20th-century Geologist Quotes
We will be able to depart this life with the quiet peace-giving notion, that we were permitted to contribute to the happiness of many who will live after us. In our long lives we endeavored to unfold the collective consciousness. In our lives we have known hell and heaven; the final balance, however, is that we helped pave the way to dynamic harmony in this earthly house. That, I believe, is the meaning of this live.
Despite the bright promise that paleontology provides a means of "seeing" evolution, it has presented some nasty difficulties for evolutionists, the most notorious of which is the presence of "gaps" in the fossil record. Evolution requires intermediate forms between species and paleontology does not provide them...
I shall consider this paper an essay in geopoetry.
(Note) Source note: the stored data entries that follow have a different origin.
//! Great-circle bearing toward the Kaaba and the compass display angle built on it.
//!
//! The bearing from the observer is computed once per session
//! ([`qibla_bearing`] or [`CompassSession::set_position`]),
//! then every heading sample from the device sensor is turned into
//! the rotation of the direction indicator with [`rotation_angle`].
//!
//! ```
//! use qibla_compass::{qibla_bearing, rotation_angle, GeoCoordinate};
//!
//! let london = GeoCoordinate::new(51.5074, -0.1278).unwrap();
//! let bearing = qibla_bearing(&london);
//! assert!((117.0..=121.0).contains(&bearing.degrees()));
//!
//! // the device faces due north
//! let display = rotation_angle(0.0, bearing.degrees());
//! assert!((display - (360.0 - bearing.degrees())).abs() < 1e-9);
//! ```

// do not warn on older Rust versions
#![allow(unknown_lints)]
//
// The following list was generated with the command
//   $ rustc -W help | grep ' allow ' | awk '{print $1}' | tr - _ | sort | xargs -I{} echo '#![warn({})]'
//
#![warn(absolute_paths_not_starting_with_crate)]
#![warn(anonymous_parameters)]
#![warn(deprecated_in_future)]
#![warn(elided_lifetimes_in_paths)]
#![warn(explicit_outlives_requirements)]
#![warn(keyword_idents)]
#![warn(macro_use_extern_crate)]
#![warn(meta_variable_misuse)]
#![warn(missing_copy_implementations)]
#![warn(missing_debug_implementations)]
#![warn(missing_docs)]
#![warn(non_ascii_idents)]
#![warn(single_use_lifetimes)]
#![warn(trivial_casts)]
#![warn(trivial_numeric_casts)]
// conflicts with the `clippy::redundant_pub_crate`
#![allow(unreachable_pub)]
// !!! NO UNSAFE
#![forbid(unsafe_code)]
#![warn(unstable_features)]
#![warn(unused_extern_crates)]
#![warn(unused_import_braces)]
#![warn(unused_labels)]
#![warn(unused_lifetimes)]
#![warn(unused_qualifications)]
#![warn(unused_results)]
#![warn(variant_size_differences)]
//
// additional recommendations
#![deny(clippy::mem_forget)]
// suppress some pedantic warnings
#![allow(clippy::non_ascii_literal)]
#![allow(clippy::must_use_candidate)]
// `use super::*` in tests
#![cfg_attr(test, allow(clippy::wildcard_imports))]

pub use angle::{
    bearing::Bearing,
    reduce,
    rotation::{rotation_angle, DisplayAngle},
    Degrees,
};
pub use coord::{CoordinateError, GeoCoordinate, ParseCoordinateError, KAABA};
pub use great_circle::{bearing_to, distance_km, initial_bearing, qibla_bearing};
pub use session::{CompassSession, LocationProvider, ProviderError};

mod angle;
mod coord;
mod great_circle;
mod session;
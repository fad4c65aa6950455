//! Geographic coordinates on a spherical Earth

pub use self::{
    errors::{CoordinateError, ParseCoordinateError},
    point::{GeoCoordinate, KAABA},
};

mod errors;
mod parse;
mod point;

pub(crate) const MAX_LATITUDE: f64 = 90.0;
pub(crate) const MAX_LONGITUDE: f64 = 180.0;
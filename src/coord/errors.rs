use std::num::ParseFloatError;

use thiserror::Error;

/// A pair of numbers which cannot be a point on the Earth's surface
#[derive(Debug, Copy, Clone, PartialEq, Error)]
pub enum CoordinateError {
    /// NaN or infinite value provided
    #[error("Coordinate should be a finite number")]
    NotFinite,
    /// |lat| > 90
    #[error("Latitude {0} not in range [-90..90]")]
    LatitudeOutOfRange(f64),
    /// |lon| > 180
    #[error("Longitude {0} not in range [-180..180]")]
    LongitudeOutOfRange(f64),
}

/// Failure to read a coordinate from a string
#[derive(Debug, Error)]
pub enum ParseCoordinateError {
    /// Nothing to parse
    #[error("Coordinate parsing failed: empty string provided")]
    EmptyString,
    /// Neither signed decimal degrees nor hemisphere notation
    #[error("Coordinate parsing failed: not a `lat, lon` pair")]
    Notation,
    // practically impossible due to regex digits limitations
    /// The number cannot be parsed
    #[error("Coordinate parsing failed: {0}")]
    Float(#[from] ParseFloatError),
    /// Parsed fine, but out of range
    #[error("Coordinate parsing failed: {0}")]
    Range(#[from] CoordinateError),
}
use std::str::FromStr;

use lazy_static::lazy_static;
use regex::{Captures, Regex};

use super::{GeoCoordinate, ParseCoordinateError};

/// Construct regular expression to parse a `latitude, longitude` pair
/// in the signed decimal degrees or with the hemisphere letters
fn parse_pair_re() -> &'static str {
    r"(?x)                                  # enables verbose mode (to allow these comments)
    ^\s*                                        # match the whole line from the start
    (?P<lat>[-+]?\d{1,3}(?:\.\d+)?)                 # latitude VALUE - requires more validation!
    \s*°?\s*                                        # degree sign is optional
    (?P<pole>[NSns])?                               # hemisphere letter
    (?:\s*,\s*|\s+)                                 # comma or whitespace between the values
    (?P<lon>[-+]?\d{1,3}(?:\.\d+)?)                 # longitude VALUE - requires more validation!
    \s*°?\s*                                        # degree sign is optional
    (?P<dir>[EWew])?                                # direction from the prime meridian
    \s*$                                        # match the whole line till the end
    "
}

lazy_static! {
    static ref RE_PAIR: Regex = Regex::new(parse_pair_re()).expect("Coordinate regex is valid");
}

/// Apply the hemisphere letter to the parsed value.
/// The letter and the explicit sign cannot be mixed.
fn signed(
    capture: &Captures<'_>,
    value: &str,
    letter: &str,
    negative: char,
) -> Result<f64, ParseCoordinateError> {
    let Some(number) = capture.name(value) else {
        return Err(ParseCoordinateError::Notation);
    };
    let number = number.as_str();
    let parsed: f64 = number.parse()?;

    match capture.name(letter) {
        None => Ok(parsed),
        Some(_) if number.starts_with(['-', '+']) => Err(ParseCoordinateError::Notation),
        Some(hemisphere) => {
            let is_negative = hemisphere
                .as_str()
                .chars()
                .all(|ch| ch.eq_ignore_ascii_case(&negative));
            Ok(if is_negative { -parsed } else { parsed })
        }
    }
}

impl FromStr for GeoCoordinate {
    type Err = ParseCoordinateError;

    fn from_str(s: &str) -> Result<Self, Self::Err> {
        if s.trim().is_empty() {
            return Err(ParseCoordinateError::EmptyString);
        }

        let capture = RE_PAIR.captures(s).ok_or(ParseCoordinateError::Notation)?;
        let lat = signed(&capture, "lat", "pole", 'S')?;
        let lon = signed(&capture, "lon", "dir", 'W')?;

        Ok(Self::new(lat, lon)?)
    }
}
In order not to travel any further into the realm of fantasy than is absolutely necessary I shall hold as closely as possibly to a uniformitarian approach; even so, at least one great catastrophe will be required early in the Earth's history.
I have always compared nations with heterogeneous conglomerates made up of individuals or social groups, all strongly cemented by homogeneous ethical feelings. Such indeed should also be our unique charming blue planet, and I nurse the hope that during what is left of time I shall witness the end product of such a process of international diagenesis. The reappearance of the Halley's Comet is perhaps an omen in this respect...
For unless human nature has changed considerable through the ages, what is considered news, and therefore may be remembered when the normal events of daily life are long forgotten, is the unusual, particularly the violently unusual. And what is more violently unusual than a natural catastrophe?
There were many examples in the history of life so show that precisely the most perfectly adapted, the physically biggest and strongest, the most numerous creatures, the lords of whole periods of life, died out in the end with monotonous regularity leaving the torch of life to be carried forward by smaller, more modest and often previously almost unnoticed forms of life, until they too fell into the trap of all too perfect adaptation.